The Vineyard will most likely be unaffected by the error.

“The area wage index doesn’t really impact us, and we have nothing to do with how it gets set,” Martha’s Vineyard Hospital president and CEO Timothy Walsh told the Gazette. “We are excluded from all of that.”

The Vineyard hospital was named a critical access facility around 2002, an optional designation that allows it to receive full reimbursement for the cost of services. Nantucket did the same a year later, but gave up the designation as part of the merger with Partners.

Some saw it as a sacrifice for the good of the state, but the honor could just as easily have gone to the Vineyard. The merger agreement required that one of the two hospitals drop its critical access status.

“Having two critical access hospitals costs the state of Massachusetts an estimated $250 million in Medicare payments, including tens of millions denied to hospitals affiliated with Partners,” the Gazette reported at the time.

“It was a strategic decision, mapping out a network,” Sally Mason Boemer, chief financial officer of Massachusetts General Hospital, which co-founded the Partners system, said a few months prior to the merger. “The change from critical access to rural has the potential to help hospitals across the state of Massachusetts.”

Nantucket Cottage Hospital made the switch in 2008, with Partners estimating additional reimbursements of around $50 million. Meanwhile, the Vineyard remains one of the few critical access hospitals in the state. As such, it stands apart from the more common prospective payment system hospitals, where Medicare reimbursements are based on a fixed amount and subject to the rural floor.

Mr. Walsh was largely responsible for the hospital’s critical access designation. “When I got here they weren’t going to convert to critical access but I convinced them that was probably the right thing to do, because it was really designed for small hospitals,” he said. “And I think it’s turned out to our benefit over the long run.”

Many have criticized Massachusetts as gaming the system at the expense of the other states. They point to a single amendment in the Affordable Care Act in 2010 that applied “budget neutrality” to the state’s rural floor, in effect tying it to national Medicare funds rather than the state’s allocation.

Reimbursements in Massachusetts are by far the highest in the country. A few years ago, a coalition of 21 states led an unsuccessful drive to reform the system, which some have called the Bay State Boondoggle. The American Hospital Association has called the system “greatly flawed,” and the CMS itself has recommended reforms to eliminate the provision.

“There has been a lot of talk about trying to find a new method of doing that wage adjustment,” Mr. Walsh said. “But to date, I don’t think anything has changed.”

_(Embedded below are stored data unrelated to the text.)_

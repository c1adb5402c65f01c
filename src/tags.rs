use std::collections::BTreeSet;

use crate::schema::{EmploymentType, ExperienceLevel, WorkMode};

/// Flatten extracted fields into one sorted, deduplicated tag list: tech
/// labels, work mode, `remote-only`, employment types, experience level,
/// timezone, and `visa`/`no-visa` for a known stance. Unknown visa adds
/// nothing.
pub fn build_tags(
    tech_stack: &[String],
    work_mode: WorkMode,
    remote_only: bool,
    employment_types: &[EmploymentType],
    experience: Option<ExperienceLevel>,
    timezone: Option<&str>,
    visa: Option<bool>,
) -> Vec<String> {
    let mut tags: BTreeSet<String> = tech_stack.iter().cloned().collect();

    tags.insert(work_mode.as_ref().to_string());

    if remote_only {
        tags.insert("remote-only".to_string());
    }

    for kind in employment_types {
        tags.insert(kind.as_ref().to_string());
    }

    if let Some(level) = experience {
        tags.insert(level.as_ref().to_string());
    }

    if let Some(zone) = timezone {
        tags.insert(zone.to_string());
    }

    match visa {
        Some(true) => {
            tags.insert("visa".to_string());
        }
        Some(false) => {
            tags.insert("no-visa".to_string());
        }
        None => {}
    }

    tags.into_iter().collect()
}
use once_cell::sync::Lazy;
use regex::{Captures, Regex};

static BLOCK_CLOSE_RE: Lazy<Regex> =
    Lazy::new(|| Regex::new(r"(?i)</(?:p|div|li|ul|ol|br)>").unwrap());
static BR_RE: Lazy<Regex> = Lazy::new(|| Regex::new(r"(?i)<br\s*/?>").unwrap());
static HEADING_CLOSE_RE: Lazy<Regex> = Lazy::new(|| Regex::new(r"(?i)</h\d>").unwrap());
static LI_OPEN_RE: Lazy<Regex> = Lazy::new(|| Regex::new(r"(?i)<li>").unwrap());
static P_OPEN_RE: Lazy<Regex> = Lazy::new(|| Regex::new(r"(?i)<p>").unwrap());
static TAG_RE: Lazy<Regex> = Lazy::new(|| Regex::new(r"<[^>]+>").unwrap());

static ENTITY_RE: Lazy<Regex> =
    Lazy::new(|| Regex::new(r"(?i)&(#\d+|#x[a-f0-9]+|[a-z]+);").unwrap());
static WHITESPACE_RUN_RE: Lazy<Regex> = Lazy::new(|| Regex::new(r"\s+").unwrap());
static LEADING_BULLET_RE: Lazy<Regex> = Lazy::new(|| Regex::new(r"^[•\-\*]+\s*").unwrap());
static TRAILING_PUNCT_RE: Lazy<Regex> = Lazy::new(|| Regex::new(r"\s+[:|\-]\s*$").unwrap());

/// Collapse internal whitespace runs to a single space and trim the ends.
pub fn normalize_whitespace(value: &str) -> String {
    WHITESPACE_RUN_RE.replace_all(value, " ").trim().to_string()
}

/// Decode HTML character references: the named set used by comment bodies
/// (`amp lt gt quot apos nbsp`) plus decimal and hex code points. Anything
/// unrecognized, including code points outside the valid range, is left
/// verbatim.
pub fn decode_html_entities(value: &str) -> String {
    ENTITY_RE
        .replace_all(value, |caps: &Captures| {
            let entity = &caps[1];
            decode_entity(entity).unwrap_or_else(|| caps[0].to_string())
        })
        .into_owned()
}

fn decode_entity(entity: &str) -> Option<String> {
    if let Some(hex) = entity
        .strip_prefix("#x")
        .or_else(|| entity.strip_prefix("#X"))
    {
        let code = u32::from_str_radix(hex, 16).ok()?;
        return char::from_u32(code).map(String::from);
    }

    if let Some(decimal) = entity.strip_prefix('#') {
        let code: u32 = decimal.parse().ok()?;
        return char::from_u32(code).map(String::from);
    }

    let named = match entity.to_ascii_lowercase().as_str() {
        "amp" => "&",
        "lt" => "<",
        "gt" => ">",
        "quot" => "\"",
        "apos" => "'",
        "nbsp" => " ",
        _ => return None,
    };
    Some(named.to_string())
}

/// One display line: leading bullet/dash markers stripped, a dangling
/// trailing `:` `|` `-` removed, whitespace collapsed.
pub fn sanitize_line(line: &str) -> String {
    let without_bullet = LEADING_BULLET_RE.replace(line, "");
    let without_trailer = TRAILING_PUNCT_RE.replace(&without_bullet, "");
    normalize_whitespace(&without_trailer)
}

/// Convert an HTML fragment into line-oriented plain text.
///
/// Block and break tags become line breaks, list items get a bullet marker
/// before tags are stripped, entities are decoded, and every surviving line
/// is sanitized. Empty lines are dropped. Total: any input, including empty
/// or malformed markup, produces a (possibly empty) string.
pub fn html_to_plain_text(html: &str) -> String {
    if html.is_empty() {
        return String::new();
    }

    let broken = BLOCK_CLOSE_RE.replace_all(html, "\n");
    let broken = BR_RE.replace_all(&broken, "\n");
    let broken = HEADING_CLOSE_RE.replace_all(&broken, "\n");
    let broken = LI_OPEN_RE.replace_all(&broken, "\n• ");
    let broken = P_OPEN_RE.replace_all(&broken, "\n");

    let without_tags = TAG_RE.replace_all(&broken, "");
    let decoded = decode_html_entities(&without_tags);

    decoded
        .split('\n')
        .map(sanitize_line)
        .filter(|segment| !segment.is_empty())
        .collect::<Vec<_>>()
        .join("\n")
}
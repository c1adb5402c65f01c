use lazy_static::lazy_static;
use regex::Regex;

use crate::schema::WorkMode;

lazy_static! {
    static ref REMOTE_RE: Regex = Regex::new(r"(?i)\bremote\b").unwrap();
    static ref HYBRID_RE: Regex = Regex::new(r"(?i)\bhybrid\b").unwrap();
    static ref ONSITE_RE: Regex =
        Regex::new(r"(?i)\b(?:on[-\s]?site|in[-\s]?office)\b").unwrap();
    // Phrases that promise there is no office at all.
    static ref REMOTE_ONLY_RE: Regex =
        Regex::new(r"(?i)\b(?:remote[-\s]?only|fully remote|100% remote|remote-first)\b").unwrap();
    static ref LOCATION_REMOTE_RE: Regex = Regex::new(r"(?i)remote").unwrap();
}

/// Classify where the work happens.
///
/// Remote combined with hybrid or onsite resolves to `Hybrid`: the posting
/// offers both. A pure remote match is `Remote`, and remote-only holds when
/// an explicit phrase says so or every extracted location is itself a remote
/// marker. No keyword at all falls back to `Onsite`.
pub fn infer_work_mode(text: &str, locations: &[String]) -> (WorkMode, bool) {
    let remote = REMOTE_RE.is_match(text);
    let hybrid = HYBRID_RE.is_match(text);
    let onsite = ONSITE_RE.is_match(text);

    if remote && (hybrid || onsite) {
        return (WorkMode::Hybrid, false);
    }

    if remote {
        let remote_only = REMOTE_ONLY_RE.is_match(text)
            || locations
                .iter()
                .all(|location| LOCATION_REMOTE_RE.is_match(location));
        return (WorkMode::Remote, remote_only);
    }

    if hybrid {
        return (WorkMode::Hybrid, false);
    }

    (WorkMode::Onsite, false)
}

#[cfg(test)]
mod tests {
    use super::*;

    fn locs(values: &[&str]) -> Vec<String> {
        values.iter().map(|v| v.to_string()).collect()
    }

    #[test]
    fn remote_plus_hybrid_or_onsite_is_hybrid() {
        assert_eq!(
            infer_work_mode("remote or hybrid welcome", &[]),
            (WorkMode::Hybrid, false)
        );
        assert_eq!(
            infer_work_mode("remote possible, otherwise on-site", &[]),
            (WorkMode::Hybrid, false)
        );
    }

    #[test]
    fn explicit_phrases_force_remote_only() {
        assert_eq!(
            infer_work_mode("we are fully remote", &locs(&["Berlin"])),
            (WorkMode::Remote, true)
        );
        assert_eq!(
            infer_work_mode("100% remote, async", &locs(&["Berlin"])),
            (WorkMode::Remote, true)
        );
        assert_eq!(
            infer_work_mode("remote-first company", &locs(&["Berlin"])),
            (WorkMode::Remote, true)
        );
    }

    #[test]
    fn remote_with_a_physical_location_is_not_remote_only() {
        assert_eq!(
            infer_work_mode("remote welcome", &locs(&["Berlin", "Remote"])),
            (WorkMode::Remote, false)
        );
    }

    #[test]
    fn all_remote_locations_imply_remote_only() {
        assert_eq!(
            infer_work_mode("remote position", &locs(&["Remote", "remote (EU)"])),
            (WorkMode::Remote, true)
        );
        // Vacuously true when nothing was extracted.
        assert_eq!(infer_work_mode("remote position", &[]), (WorkMode::Remote, true));
    }

    #[test]
    fn defaults_to_onsite_when_nothing_matches() {
        assert_eq!(infer_work_mode("join our office", &[]), (WorkMode::Onsite, false));
        assert_eq!(
            infer_work_mode("hybrid 2 days a week", &[]),
            (WorkMode::Hybrid, false)
        );
        assert_eq!(
            infer_work_mode("in-office culture", &[]),
            (WorkMode::Onsite, false)
        );
    }
}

Fallout from the recent error could ripple across the state. “If they were benefitting from the rural floor, then they’d see a very serious and significant decline in Medicare payments for this coming year,” said Mr. Gens, referring to the fiscal year beginning Oct. 1. In general, he said, the Boston area would not be affected, since those wages have been rising. The rural floor is recalculated every year.

Mr. Copp believes the effects would be felt across the board, implying that a hit to the Partners system could even affect the Vineyard. But he said the process for dealing with the error was straightforward. Eventually, CMS will decide whether to accept the corrected data. It will also have the final say in the auditing question.

“We believe the federal government has the responsibility to use the corrected data,” Mr. Copp said, adding that all hospitals in the state are working with the congressional delegation to make the case in Washington. Mr. Gens agreed that “CMS should use the best, most accurate data in calculating what the area wage index should be for Massachusetts or any state. We hope that’s their conclusion, but it’s under review.”

A spokesman for the Center of Medicare and Medicaid did not respond to questions from the Gazette this week, but said in an email that the appeal of the Medicare audit was also under review.